Used to be an uncommon diagnosis. Not any more. Used to be people didn’t know anyone with autism. Not any more.

When I was 19 or so, I was floundering around making uninformed decisions, trying to figure out how to live my life without a plan. I worked for awhile with a family as an au pair (completely untrained). They had four children and another on the way. I have no idea how I got that job.

Their 10-year-old had autism. He said “lugadabugadoo lugadabugadoo” repeatedly. He rocked on his heels. He knew the names of every radio staion in the Los Angeles area. He liked to run water over his hands in the bathroom while reciting the names of the radio stations.

He and I were pretty good friends. He followed me everywhere; I taught him how to jump rope. Not very well, but still, I felt that we had made a happy and mutual connection.

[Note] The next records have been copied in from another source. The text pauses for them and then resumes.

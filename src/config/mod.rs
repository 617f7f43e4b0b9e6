// This module re-exports important pieces for convenience,
// so we can "use crate::config::*" easily.
pub mod auth;
pub mod logging;
pub mod types;

pub use auth::*;
pub use logging::*;
pub use types::*;
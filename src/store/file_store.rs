use std::collections::HashMap;
use std::io::ErrorKind;
use std::path::PathBuf;

use async_trait::async_trait;
use schemars::JsonSchema;
use serde::{Deserialize, Serialize};
use tokio::sync::Mutex;
use tracing::{debug, warn};

use super::base::{SessionSlot, SessionStore, CURRENT_SESSION_KEY};

#[derive(Deserialize, Serialize, Debug, JsonSchema, Clone)]
pub struct FileStoreConfig {
    pub path: PathBuf,
}

/// Persists slots as a JSON object in a single file, keyed by slot name.
pub struct FileStore {
    path: PathBuf,
    // Serialises read-modify-write cycles on the file.
    lock: Mutex<()>,
}

impl FileStore {
    pub fn new(config: &FileStoreConfig) -> Self {
        Self {
            path: config.path.clone(),
            lock: Mutex::new(()),
        }
    }

    async fn read_all(&self) -> Result<HashMap<String, SessionSlot>, String> {
        match tokio::fs::read(&self.path).await {
            Ok(bytes) if bytes.is_empty() => Ok(HashMap::new()),
            Ok(bytes) => match serde_json::from_slice(&bytes) {
                Ok(map) => Ok(map),
                Err(e) => {
                    // A corrupt file is treated as "no session" rather than a hard error.
                    warn!("Ignoring unreadable session file '{}': {}", self.path.display(), e);
                    Ok(HashMap::new())
                }
            },
            Err(e) if e.kind() == ErrorKind::NotFound => Ok(HashMap::new()),
            Err(e) => Err(format!("Failed to read '{}': {}", self.path.display(), e)),
        }
    }

    async fn write_all(&self, slots: &HashMap<String, SessionSlot>) -> Result<(), String> {
        if let Some(parent) = self.path.parent().filter(|p| !p.as_os_str().is_empty()) {
            tokio::fs::create_dir_all(parent)
                .await
                .map_err(|e| format!("Failed to create '{}': {}", parent.display(), e))?;
        }
        let bytes = serde_json::to_vec_pretty(slots)
            .map_err(|e| format!("Failed to serialize session slots: {}", e))?;
        tokio::fs::write(&self.path, bytes)
            .await
            .map_err(|e| format!("Failed to write '{}': {}", self.path.display(), e))
    }
}

#[async_trait]
impl SessionStore for FileStore {
    fn get_name(&self) -> &str {
        "file"
    }

    async fn load(&self) -> Result<Option<SessionSlot>, String> {
        let _guard = self.lock.lock().await;
        Ok(self.read_all().await?.remove(CURRENT_SESSION_KEY))
    }

    async fn save(&self, slot: &SessionSlot) -> Result<(), String> {
        let _guard = self.lock.lock().await;
        let mut slots = self.read_all().await?;
        slots.insert(CURRENT_SESSION_KEY.to_string(), slot.clone());
        debug!("Writing session slot to '{}'", self.path.display());
        self.write_all(&slots).await
    }

    async fn clear(&self) -> Result<(), String> {
        let _guard = self.lock.lock().await;
        let mut slots = self.read_all().await?;
        if slots.remove(CURRENT_SESSION_KEY).is_some() {
            self.write_all(&slots).await?;
        }
        Ok(())
    }
}
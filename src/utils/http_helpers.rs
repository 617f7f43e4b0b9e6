use axum::http::StatusCode;
use axum::response::{IntoResponse, Response};
use axum::Json;
use serde_json::json;

use crate::resolver::AuthError;

/// A general purpose HTTP error type that can be converted into an `IntoResponse`.
#[derive(Debug)]
pub struct HTTPError {
    status: StatusCode,
    kind: &'static str,
    message: String,
}

impl HTTPError {
    /// Creates a new HTTP error with the given status code and message.
    pub fn new(status: StatusCode, kind: &'static str, message: impl Into<String>) -> Self {
        HTTPError {
            status,
            kind,
            message: message.into(),
        }
    }

    pub fn status(&self) -> StatusCode {
        self.status
    }
}

impl From<AuthError> for HTTPError {
    fn from(error: AuthError) -> Self {
        let status = match &error {
            AuthError::Validation(_) => StatusCode::BAD_REQUEST,
            AuthError::InvalidCredentials(_) | AuthError::NotAuthenticated => {
                StatusCode::UNAUTHORIZED
            }
            AuthError::Rejected(_) | AuthError::Cancelled => StatusCode::CONFLICT,
            AuthError::Network(_) => StatusCode::BAD_GATEWAY,
            AuthError::ProviderUnavailable(_) | AuthError::NotConfigured(_) => {
                StatusCode::SERVICE_UNAVAILABLE
            }
        };
        HTTPError::new(status, error.kind(), error.to_string())
    }
}

/// Converts our `HTTPError` into a JSON response.
impl IntoResponse for HTTPError {
    fn into_response(self) -> Response {
        let body = json!({ "error": self.message, "kind": self.kind });
        (self.status, Json(body)).into_response()
    }
}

That was a long time ago, and since then his family will have made decisions about his life as an adult. He was not a kid who was likely to grow up and live independently, but he was fortunate to have a family with the resources and the emotional stability to work hard on his behalf.

Used to be, people didn’t have a picture of what autism can look like. Now they do. They’ve seen the specials on TV, they’ve looked at the websites. They’ve got neighbors and cousins. And the possibility that their child with autism might be rocking, head banging and utterly dependent on them for life is understandably frightening. And is one possibility.

When I had cancer as a kid, my parents were told that I would probably die, and that was probably for the best, because if I lived I would be brain damaged from radiation and hideously disfigured. Which made me, for some time, the official family tragedy.

So unnecessary, so wrong. But while experts don’t want to hand out false hope to young famlies, we can unintentionally be damned generous in handing out despair.

When I hear from my families that their kid just got a life sentence of autism, I know the news was delivered by the fact doctor and not from the heart. Makes me want to smack my colleagues in the head, remind them not to be automatic, not to crank out that diagnosis like we’re working in a fast-food line.

I will probably not use this blog to talk much about my profession. But there is this overlap for me and my personal history, as I try to guide these moms and dads back to their own child, the one whose future has not been nailed down by a stranger with a simple, reductionary label.